Diet is also worth considering as certain foods naturally protect you from the sun such as carotenoids and lycopene. Foods rich in carotenoids are green leafy vegetables such as spinach and kale in addition to, sweet potatoes, carrots, pumpkins and orange fruits including mangos and apricots. Foods rich in lycopene are tomatoes, red bell pepper and watermelon.
Beneficial plant oils
Many plant oils including Avocado, Camellia and Rosehip are rich in antioxidants and can be applied to the skin daily for nourishment and resilience. Jojoba oil is a natural wax rich in Vitamin A, D & E which is similar to the skin’s own oil in structure. This may also give a degree of natural protection and contains antioxidants which help minimise free-radical damage through sun exposure.
Minimise unnecessary exposure to chemicals + keep your sunscreen for the weekend
I personally prefer not to use one at all, instead opting to cover up and wear a hat and sun glasses.
If this is not for you follow these 2 simple steps when shopping for a sunscreen:
1. Always buy a sunscreen that contains a natural (mineral) light reflector ie zinc oxide or titanium dioxide. Avoid chemical (non-mineral) sunscreens at all costs as these usually contain high levels of oxybenzone, avobenzone and octisalate. Ingredients which penetrate the skin easily are known skin irritants and suspected hormone disruptors.
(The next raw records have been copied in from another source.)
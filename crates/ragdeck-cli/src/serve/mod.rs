//! Local web server for the knowledge graph.
//!
//! Serves a single page that renders the backend graph with vis-network,
//! plus a small JSON API the page polls. Graph data is fetched from the RAG
//! backend on every request and adapted exactly as the TUI adapts it.
//!
//! # Module Structure
//!
//! - `handlers` - HTTP route handlers
//! - `models` - API response types (DTOs)
//! - `templates` - HTML/CSS/JS template rendering

mod handlers;
mod models;
mod templates;

use std::net::SocketAddr;
use std::sync::Arc;

use axum::{routing::get, Router};
use color_eyre::eyre::Result;
use tower_http::cors::{Any, CorsLayer};

use ragdeck_core::config::GraphConfig;
use ragdeck_core::RagApi;

/// Port used when none is given.
pub const DEFAULT_PORT: u16 = 3333;

// =============================================================================
// Application State
// =============================================================================

/// Shared application state for the server.
pub struct AppState {
    /// Client for the RAG backend.
    pub api: Arc<dyn RagApi>,
    /// Display toggles, physics and panel height.
    pub graph: GraphConfig,
    /// Shown in the page header.
    pub backend_url: String,
}

// =============================================================================
// Server Configuration
// =============================================================================

/// Configuration for the graph server.
pub struct ServeConfig {
    /// Port to listen on.
    pub port: u16,
    /// Whether to open the browser automatically.
    pub open_browser: bool,
    /// Base URL of the RAG backend.
    pub backend_url: String,
}

// =============================================================================
// Server Entry Point
// =============================================================================

fn router(state: Arc<AppState>) -> Router {
    Router::new()
        .route("/", get(handlers::index))
        .route("/api/graph", get(handlers::api_graph))
        .route("/api/health", get(handlers::api_health))
        .layer(CorsLayer::new().allow_origin(Any))
        .with_state(state)
}

/// Start the graph server and block until it stops.
pub async fn start_server(config: ServeConfig, api: Arc<dyn RagApi>, graph: GraphConfig) -> Result<()> {
    let state = Arc::new(AppState {
        api,
        graph,
        backend_url: config.backend_url,
    });
    let app = router(state);

    let addr = SocketAddr::from(([127, 0, 0, 1], config.port));
    let url = format!("http://localhost:{}", config.port);

    let listener = tokio::net::TcpListener::bind(addr).await?;
    tracing::info!(%addr, "graph server listening");

    println!("Knowledge graph: {}", url);
    println!("Press Ctrl+C to stop\n");

    if config.open_browser {
        if let Err(e) = open::that(&url) {
            eprintln!("Could not open browser: {}", e);
        }
    }

    axum::serve(listener, app).await?;

    Ok(())
}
2. When purchasing a zinc based sunscreen first test on your skin. If it contains regular zinc oxide it will be noticeably white (this is good). If it contains micronized zinc (nano-particles) it will absorb without leaving an obvious white film. If in doubt call the company and ask for clarification.Please be aware that neither food nor plant oils will prevent you from burning. Like all things in life, moderation is the key so apply common sense. A small amount of sun exposure is healthy, essential in fact, but hours of exposure in the middle of the day is not.